Lazy Assignment and A/B Testing
By Evan Miller
May 19, 2013 (changes)
If you're running an A/B test on one part of a sales funnel, here's a trick you might be able to use to reduce the number of subjects needed by half — or more.
Once Upon a Time in a Shopping Cart
Let's say you have a multi-step sales funnel. About 10% of users reach the checkout page, and of those, about half actually complete the sale. (So on average 5% of all users complete the sale.)
The design team has been hard at work on a new checkout button and wants to run an A/B test to determine its effect on sales. One half of subjects in the test will see the new button, and the other half will see the old button. Like a good student of A/B testing, you tell the experimenters to determine the number of subjects needed for the test in advance.
Here's a question: do you assign a new visitor to a branch of the experiment as soon as she walks in the door, or do you perform the assignment only when she reaches the checkout page?
Stop and think about it for a second. I'll wait.

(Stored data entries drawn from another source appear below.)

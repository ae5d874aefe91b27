//! Topological ordering and cycle detection over adjacency maps
//!
//! Maps go from a node to the set of nodes it depends on. Entries that refer
//! to nodes missing from the map are ignored.

use std::collections::{BTreeMap, BTreeSet, HashMap, VecDeque};

/// Topological sort using Kahn's algorithm.
///
/// Returns dependencies before dependants. Ties are broken by key order so
/// the result is deterministic. On failure returns the nodes that could not
/// be ordered.
pub fn topological_sort<K: Ord + Clone>(
    dependencies: &BTreeMap<K, BTreeSet<K>>,
) -> Result<Vec<K>, Vec<K>> {
    let mut in_degree: BTreeMap<&K, usize> = BTreeMap::new();
    let mut dependants: BTreeMap<&K, Vec<&K>> = BTreeMap::new();
    let mut queue: VecDeque<&K> = VecDeque::new();
    let mut sorted: Vec<K> = Vec::new();

    for (node, deps) in dependencies {
        let known: Vec<&K> = deps.iter().filter(|d| dependencies.contains_key(*d)).collect();
        in_degree.insert(node, known.len());
        for dep in known {
            dependants.entry(dep).or_default().push(node);
        }
    }

    for (node, degree) in &in_degree {
        if *degree == 0 {
            queue.push_back(*node);
        }
    }

    while let Some(node) = queue.pop_front() {
        sorted.push(node.clone());

        if let Some(waiting) = dependants.get(node) {
            for dependant in waiting {
                if let Some(degree) = in_degree.get_mut(dependant) {
                    *degree = degree.saturating_sub(1);
                    if *degree == 0 {
                        queue.push_back(*dependant);
                    }
                }
            }
        }
    }

    if sorted.len() != dependencies.len() {
        let leftover = in_degree
            .into_iter()
            .filter(|(_, degree)| *degree > 0)
            .map(|(node, _)| node.clone())
            .collect();
        return Err(leftover);
    }

    Ok(sorted)
}

#[derive(Clone, Copy, PartialEq, Eq)]
enum Mark {
    Visiting,
    Done,
}

/// Find one cycle, returned as an ordered path whose first and last
/// elements are the same node (e.g. `a -> b -> a`).
pub fn find_cycle<K: Ord + Clone + std::hash::Hash>(
    dependencies: &BTreeMap<K, BTreeSet<K>>,
) -> Option<Vec<K>> {
    fn visit<K: Ord + Clone + std::hash::Hash>(
        dependencies: &BTreeMap<K, BTreeSet<K>>,
        node: &K,
        marks: &mut HashMap<K, Mark>,
        stack: &mut Vec<K>,
    ) -> Option<Vec<K>> {
        match marks.get(node) {
            Some(Mark::Done) => return None,
            Some(Mark::Visiting) => {
                let start = stack.iter().position(|n| n == node)?;
                let mut cycle: Vec<K> = stack[start..].to_vec();
                cycle.push(node.clone());
                return Some(cycle);
            }
            None => {}
        }

        marks.insert(node.clone(), Mark::Visiting);
        stack.push(node.clone());

        if let Some(deps) = dependencies.get(node) {
            for dep in deps {
                if !dependencies.contains_key(dep) {
                    continue;
                }
                if let Some(cycle) = visit(dependencies, dep, marks, stack) {
                    return Some(cycle);
                }
            }
        }

        stack.pop();
        marks.insert(node.clone(), Mark::Done);
        None
    }

    let mut marks = HashMap::new();
    let mut stack = Vec::new();

    for node in dependencies.keys() {
        if let Some(cycle) = visit(dependencies, node, &mut marks, &mut stack) {
            return Some(cycle);
        }
    }

    None
}
//! Actions: build, deploy, run and test tasks derived from the dependency graph
//!
//! An action task resolves its dependencies by asking the graph for the
//! node's direct dependencies, and processes by calling the provider.

use std::collections::BTreeMap;
use std::fmt;
use std::sync::Arc;

use anyhow::Context;
use async_trait::async_trait;
use serde_json::Value;

use trellis_core::config::ModuleConfig;
use trellis_core::graph::RuntimeEntity;
use trellis_core::{ConfigGraph, ModuleVersion, NodeType, Result, TrellisError};

use crate::provider::Provider;
use crate::task::{DependencyResults, Task, TaskHandler, TaskType};

/// The kinds of action the engine schedules
#[derive(Debug, Clone, PartialEq, Eq, Hash, PartialOrd, Ord)]
pub enum ActionKind {
    Build { module: String },
    Deploy { service: String },
    Run { task: String },
    /// Test names are `<module>.<test>`
    Test { test: String },
}

impl ActionKind {
    pub fn node_type(&self) -> NodeType {
        match self {
            Self::Build { .. } => NodeType::Build,
            Self::Deploy { .. } => NodeType::Deploy,
            Self::Run { .. } => NodeType::Run,
            Self::Test { .. } => NodeType::Test,
        }
    }

    pub fn name(&self) -> &str {
        match self {
            Self::Build { module } => module,
            Self::Deploy { service } => service,
            Self::Run { task } => task,
            Self::Test { test } => test,
        }
    }

    /// Action for a graph node
    pub fn for_node(node_type: NodeType, name: impl Into<String>) -> Self {
        let name = name.into();
        match node_type {
            NodeType::Build => Self::Build { module: name },
            NodeType::Deploy => Self::Deploy { service: name },
            NodeType::Run => Self::Run { task: name },
            NodeType::Test => Self::Test { test: name },
        }
    }
}

impl fmt::Display for ActionKind {
    fn fmt(&self, f: &mut fmt::Formatter<'_>) -> fmt::Result {
        match self {
            Self::Build { module } => write!(f, "build module {}", module),
            Self::Deploy { service } => write!(f, "deploy service {}", service),
            Self::Run { task } => write!(f, "run task {}", task),
            Self::Test { test } => write!(f, "run test {}", test),
        }
    }
}

/// Everything an action needs: the graph snapshot, resolved module versions
/// and the provider doing the work
#[derive(Clone)]
pub struct ActionContext {
    pub graph: Arc<ConfigGraph>,
    pub versions: Arc<BTreeMap<String, ModuleVersion>>,
    pub provider: Arc<dyn Provider>,
    /// Force the requested actions
    pub force: bool,
    /// Also force build dependencies
    pub force_build: bool,
}

impl fmt::Debug for ActionContext {
    fn fmt(&self, f: &mut fmt::Formatter<'_>) -> fmt::Result {
        f.debug_struct("ActionContext")
            .field("versions", &self.versions.len())
            .field("force", &self.force)
            .field("force_build", &self.force_build)
            .finish_non_exhaustive()
    }
}

impl ActionContext {
    pub fn new(
        graph: Arc<ConfigGraph>,
        versions: BTreeMap<String, ModuleVersion>,
        provider: Arc<dyn Provider>,
    ) -> Self {
        Self {
            graph,
            versions: Arc::new(versions),
            provider,
            force: false,
            force_build: false,
        }
    }

    pub fn with_force(mut self, force: bool) -> Self {
        self.force = force;
        self
    }

    pub fn with_force_build(mut self, force_build: bool) -> Self {
        self.force_build = force_build;
        self
    }

    /// Version string of the module owning an action
    fn version_of(&self, module: &str) -> Result<String> {
        self.versions
            .get(module)
            .map(|v| v.version_string.clone())
            .ok_or_else(|| TrellisError::other(format!("no version resolved for module '{}'", module)))
    }

    fn owning_module(&self, kind: &ActionKind) -> Result<String> {
        match kind {
            ActionKind::Build { module } => Ok(self.graph.get_module(module, true)?.name.clone()),
            other => self
                .graph
                .get_entity(other.node_type(), other.name())
                .map(|e| e.module_name.clone())
                .ok_or_else(|| {
                    TrellisError::other(format!("unknown {} '{}'", other.node_type().entity_kind(), other.name()))
                }),
        }
    }

    /// Create the task for an action
    pub fn task(&self, kind: ActionKind, force: bool) -> Result<Task> {
        let module = self.owning_module(&kind)?;
        let version = self.version_of(&module)?;
        let description = kind.to_string();

        Ok(Task::new(
            TaskType::from(kind.node_type()),
            kind.name().to_string(),
            version,
            Arc::new(ActionTask {
                context: self.clone(),
                kind,
            }),
        )
        .with_force(force)
        .with_description(description))
    }

    /// Build tasks for the given modules, or every enabled module
    pub fn build_tasks(&self, modules: Option<&[String]>) -> Result<Vec<Task>> {
        self.graph
            .get_modules(modules, false)?
            .into_iter()
            .map(|m| self.task(ActionKind::Build { module: m.name.clone() }, self.force))
            .collect()
    }

    /// Deploy tasks for the given services, or every enabled service
    pub fn deploy_tasks(&self, services: Option<&[String]>) -> Result<Vec<Task>> {
        self.entity_tasks(self.graph.get_services(services, false)?, NodeType::Deploy)
    }

    /// Run tasks for the given tasks, or every enabled task
    pub fn run_tasks(&self, tasks: Option<&[String]>) -> Result<Vec<Task>> {
        self.entity_tasks(self.graph.get_tasks(tasks, false)?, NodeType::Run)
    }

    /// Test tasks for the given tests, or every enabled test
    pub fn test_tasks(&self, tests: Option<&[String]>) -> Result<Vec<Task>> {
        self.entity_tasks(self.graph.get_tests(tests, false)?, NodeType::Test)
    }

    fn entity_tasks(&self, entities: Vec<&RuntimeEntity>, node_type: NodeType) -> Result<Vec<Task>> {
        entities
            .into_iter()
            .map(|e| self.task(ActionKind::for_node(node_type, e.name.clone()), self.force))
            .collect()
    }

    fn module(&self, name: &str) -> anyhow::Result<&ModuleConfig> {
        Ok(self.graph.get_module(name, true)?)
    }

    fn entity(&self, kind: &ActionKind) -> anyhow::Result<&RuntimeEntity> {
        self.graph
            .get_entity(kind.node_type(), kind.name())
            .with_context(|| format!("unknown {} '{}'", kind.node_type().entity_kind(), kind.name()))
    }
}

/// Task handler behind every action
struct ActionTask {
    context: ActionContext,
    kind: ActionKind,
}

#[async_trait]
impl TaskHandler for ActionTask {
    async fn resolve_dependencies(&self) -> anyhow::Result<Vec<Task>> {
        let ctx = &self.context;
        let relations = ctx
            .graph
            .get_dependencies(self.kind.node_type(), self.kind.name(), false)?;

        let mut tasks = Vec::new();
        for key in relations.keys() {
            let force = key.node_type == NodeType::Build && ctx.force_build;
            tasks.push(ctx.task(ActionKind::for_node(key.node_type, key.name), force)?);
        }
        Ok(tasks)
    }

    async fn process(&self, dependencies: &DependencyResults) -> anyhow::Result<Value> {
        let ctx = &self.context;
        let provider = &ctx.provider;

        match &self.kind {
            ActionKind::Build { module } => {
                let module = ctx.module(module)?;
                let version = ctx.version_of(&module.name)?;
                provider.build(module, &version, dependencies).await
            }
            kind => {
                let entity = ctx.entity(kind)?;
                let module = ctx.module(&entity.module_name)?;
                let version = ctx.version_of(&module.name)?;
                match kind {
                    ActionKind::Deploy { .. } => provider.deploy(entity, module, &version, dependencies).await,
                    ActionKind::Run { .. } => provider.run_task(entity, module, &version, dependencies).await,
                    _ => provider.test(entity, module, &version, dependencies).await,
                }
            }
        }
    }
}

#[cfg(test)]
mod tests {
    use super::*;
    use crate::processor::{ProcessOptions, TaskGraphProcessor};
    use crate::reporter::CollectingReporter;
    use std::sync::Mutex;
    use trellis_core::config::{RuntimeEntityConfig, TasksConfig};

    /// Provider that records calls and never fails
    #[derive(Default)]
    struct RecordingProvider {
        calls: Mutex<Vec<String>>,
    }

    impl RecordingProvider {
        fn record(&self, call: String) -> anyhow::Result<Value> {
            self.calls.lock().unwrap().push(call.clone());
            Ok(Value::String(call))
        }

        fn calls(&self) -> Vec<String> {
            self.calls.lock().unwrap().clone()
        }
    }

    #[async_trait]
    impl Provider for RecordingProvider {
        async fn build(&self, module: &ModuleConfig, version: &str, _: &DependencyResults) -> anyhow::Result<Value> {
            self.record(format!("build {} {}", module.name, version))
        }

        async fn deploy(
            &self,
            service: &RuntimeEntity,
            _: &ModuleConfig,
            _: &str,
            deps: &DependencyResults,
        ) -> anyhow::Result<Value> {
            let deps: Vec<&str> = deps.keys().map(String::as_str).collect();
            self.record(format!("deploy {} after [{}]", service.name, deps.join(", ")))
        }

        async fn run_task(&self, task: &RuntimeEntity, _: &ModuleConfig, _: &str, _: &DependencyResults) -> anyhow::Result<Value> {
            self.record(format!("run {}", task.name))
        }

        async fn test(&self, test: &RuntimeEntity, _: &ModuleConfig, _: &str, _: &DependencyResults) -> anyhow::Result<Value> {
            self.record(format!("test {}", test.name))
        }
    }

    fn graph() -> Arc<ConfigGraph> {
        Arc::new(
            ConfigGraph::build(vec![
                ModuleConfig::new("base"),
                ModuleConfig::new("api")
                    .with_build_dependency("base")
                    .with_service(RuntimeEntityConfig::new("api").with_dependency("db").with_dependency("cache"))
                    .with_task(RuntimeEntityConfig::new("seed").with_dependency("db"))
                    .with_test(RuntimeEntityConfig::new("unit")),
                ModuleConfig::new("db").with_service(RuntimeEntityConfig::new("db")),
                ModuleConfig::new("cache").with_service(RuntimeEntityConfig::new("cache").disabled()),
            ])
            .unwrap(),
        )
    }

    fn versions(graph: &ConfigGraph) -> BTreeMap<String, ModuleVersion> {
        graph
            .build_order()
            .iter()
            .map(|name| {
                (
                    name.clone(),
                    ModuleVersion {
                        version_string: format!("v-{}", name),
                        dependency_versions: BTreeMap::new(),
                        files: Vec::new(),
                    },
                )
            })
            .collect()
    }

    fn context(provider: Arc<RecordingProvider>) -> ActionContext {
        let graph = graph();
        let versions = versions(&graph);
        ActionContext::new(graph, versions, provider)
    }

    fn processor() -> TaskGraphProcessor {
        TaskGraphProcessor::new(&TasksConfig::default(), Arc::new(CollectingReporter::default()))
    }

    #[tokio::test]
    async fn test_deploy_runs_after_builds_and_dependencies() {
        let provider = Arc::new(RecordingProvider::default());
        let ctx = context(provider.clone());
        let tasks = ctx.deploy_tasks(Some(&["api".to_string()])).unwrap();

        let results = processor().process(tasks, ProcessOptions::default()).await.unwrap();
        assert!(results.get("deploy.api").unwrap().is_success());

        let calls = provider.calls();
        let position = |call: &str| calls.iter().position(|c| c == call).unwrap();
        assert!(position("build base v-base") < position("build api v-api"));
        assert!(position("build db v-db") < position("deploy db after [build.db]"));
        // the disabled cache service is not a dependency
        assert!(calls.contains(&"deploy api after [build.api, deploy.db]".to_string()));
        assert_eq!(calls.len(), 5);
    }

    #[tokio::test]
    async fn test_task_uses_owning_module_version() {
        let ctx = context(Arc::new(RecordingProvider::default()));
        let task = ctx.task(ActionKind::Test { test: "api.unit".into() }, false).unwrap();

        assert_eq!(task.key(), "test.api.unit");
        assert_eq!(task.version, "v-api");
        assert_eq!(task.description, "run test api.unit");
    }

    #[tokio::test]
    async fn test_force_build_forces_build_dependencies_only() {
        let ctx = context(Arc::new(RecordingProvider::default())).with_force_build(true);
        let task = ctx.task(ActionKind::Run { task: "seed".into() }, false).unwrap();

        let deps = task.handler.resolve_dependencies().await.unwrap();
        let forced: Vec<(String, bool)> = deps.iter().map(|t| (t.key(), t.force)).collect();
        assert_eq!(
            forced,
            vec![("build.api".to_string(), true), ("deploy.db".to_string(), false)]
        );
    }

    #[tokio::test]
    async fn test_requested_tasks_forced() {
        let ctx = context(Arc::new(RecordingProvider::default())).with_force(true);
        let tasks = ctx.build_tasks(None).unwrap();
        assert_eq!(tasks.len(), 4);
        assert!(tasks.iter().all(|t| t.force));
    }

    #[test]
    fn test_disabled_service_cannot_be_requested() {
        let ctx = context(Arc::new(RecordingProvider::default()));
        let err = ctx.deploy_tasks(Some(&["cache".to_string()])).unwrap_err();
        assert!(err.to_string().contains("disabled"));
    }

    #[test]
    fn test_missing_version_is_error() {
        let graph = graph();
        let ctx = ActionContext::new(graph, BTreeMap::new(), Arc::new(RecordingProvider::default()));
        let err = ctx.task(ActionKind::Build { module: "api".into() }, false).unwrap_err();
        assert!(err.to_string().contains("no version resolved for module 'api'"));
    }
}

Now you're probably thinking: Half of the visitors will see the new button, and half will see the old button. The time when they're assigned to a treatment can't possibly influence the number of subjects needed for the experiment.
Right?
The Numbers
Well, let's run the numbers, and assume we want to test for a 10% sales lift at standard power and significance levels. If we assign treatment as visitors walk in the door, we would want to test for a change from 5% to 5.5%. But if we assign treatment at the checkout page — which only 10% of users reach — we would instead want to test for a change from 50% to 55%.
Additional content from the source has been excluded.